When Newsday visited the seaside community yesterday, residents seemed to have grown accustomed to the workings of the oil recovery crews at the beach as several sat underneath homes or on the roadsides as workers using heavy equipment such as backhoes removed the oil soaked sands.

There were also rings of oil booms around large swaths of sand which was covered in oil while workers used vacuum hoses to suck the oil and sand into large trucks for removal.

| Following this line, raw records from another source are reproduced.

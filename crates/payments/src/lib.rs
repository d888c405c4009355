// Test code patterns (expected in test files):
#![cfg_attr(test, allow(clippy::unwrap_used))]
#![cfg_attr(test, allow(clippy::expect_used))]

//! Carmarket Payments
//!
//! Payment intent lifecycle and webhook reconciliation for the marketplace.
//!
//! ## Features
//!
//! - **Checkout**: Open gateway payment intents for listings and ad slots
//! - **Webhooks**: Persist every delivery, then reconcile it against the intent
//! - **State Machine**: Monotonic intent transitions decided by a pure function
//! - **Side Effects**: Activate the purchased listing or ad slot exactly once
//! - **Status Poller**: Recover intents whose webhook never arrived
//! - **Replay**: Re-run stored deliveries that failed transiently
//! - **Invariants**: Read-only consistency checks over the payment tables

pub mod checkout;
pub mod config;
pub mod dispatcher;
pub mod engine;
pub mod error;
pub mod events;
pub mod gateway;
pub mod ingest;
pub mod intent;
pub mod invariants;
pub mod machine;
pub mod memory;
pub mod poller;
pub mod postgres;
pub mod store;


// Checkout
pub use checkout::{CheckoutService, CreateIntentRequest, CreatedIntent};

// Config
pub use config::{
    GatewayConfig, PaymentsConfig, PollerConfig, ReconcileConfig,
    DEFAULT_MAX_CONFIRMATION_ATTEMPTS,
};

// Dispatcher
pub use dispatcher::SideEffectDispatcher;

// Engine
pub use engine::{ReconcileOutcome, ReconcileSource, ReconciliationEngine};

// Error
pub use error::{PaymentError, PaymentResult};

// Events
pub use events::{GatewayEvent, WebhookEnvelope};

// Gateway
pub use gateway::{GatewayClient, GatewayIntent, GatewayStatus, HttpGatewayClient};

// Ingest
pub use ingest::{
    IngestDisposition, IngestReport, ProcessedEvent, WebhookIngestService, WebhookReplayResult,
};

// Intent
pub use intent::{Actor, Currency, IntentStatus, PaymentIntent, Target};

// Invariants
pub use invariants::{
    InvariantCheckSummary, InvariantChecker, InvariantViolation, ViolationSeverity,
};

// Machine
pub use machine::{decide, Decision, Observation};

// Poller
pub use poller::{PollSummary, StatusPoller};

// Stores
pub use memory::MemoryStore;
pub use postgres::{PgPaymentStore, MIGRATOR};
pub use store::{ActivationOutcome, PaymentIntentStore, SideEffectStore, WebhookEvent, WebhookEventLog};

use std::sync::Arc;

use sqlx::PgPool;

/// All payment services wired over one store and one gateway client
#[derive(Clone)]
pub struct PaymentsService {
    pub checkout: CheckoutService,
    pub engine: ReconciliationEngine,
    pub ingest: WebhookIngestService,
    pub poller: StatusPoller,
}

impl PaymentsService {
    /// Create the services from environment variables over Postgres
    pub fn from_env(pool: PgPool) -> PaymentResult<Self> {
        let config = PaymentsConfig::from_env()?;
        let gateway = HttpGatewayClient::new(config.gateway.clone())?;
        Ok(Self::new(PgPaymentStore::new(pool), Arc::new(gateway), config))
    }

    /// Create the services over an explicit store and gateway
    pub fn new<S>(store: S, gateway: Arc<dyn GatewayClient>, config: PaymentsConfig) -> Self
    where
        S: PaymentIntentStore + SideEffectStore + WebhookEventLog + Clone + 'static,
    {
        let intents: Arc<dyn PaymentIntentStore> = Arc::new(store.clone());
        let dispatcher = SideEffectDispatcher::new(Arc::new(store.clone()));
        let engine = ReconciliationEngine::new(intents.clone(), dispatcher, config.reconcile);

        Self {
            checkout: CheckoutService::new(
                gateway.clone(),
                intents.clone(),
                config.gateway.publishable_key,
                config.default_currency,
            ),
            ingest: WebhookIngestService::new(
                Arc::new(store),
                engine.clone(),
                config.webhook_secret,
            ),
            poller: StatusPoller::new(intents, gateway, engine.clone(), config.poller),
            engine,
        }
    }
}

There were also no visible signs of dead fish or other sea creatures such as crabs or birds on the beach. Errol Lee, 76, said he had lived at the beach front community for some 30 years and had never seen that type of devastation.

“The birds and other animals not coming here because they can smell the oil,” he said, adding the residents had been advised against the lighting of fires and were provided meals by Petrotrin.

Petrotrin corporate communications officer, George Commissiong, said the company had retained the services of a caterer to supply meals to approximately 100 residents.

Yesterday, fishermen of Fullerton, Cedros demanded compensation during a meeting with Petrotrin officials. Emotions ran high but seemed to cool when assurances of compensation were given.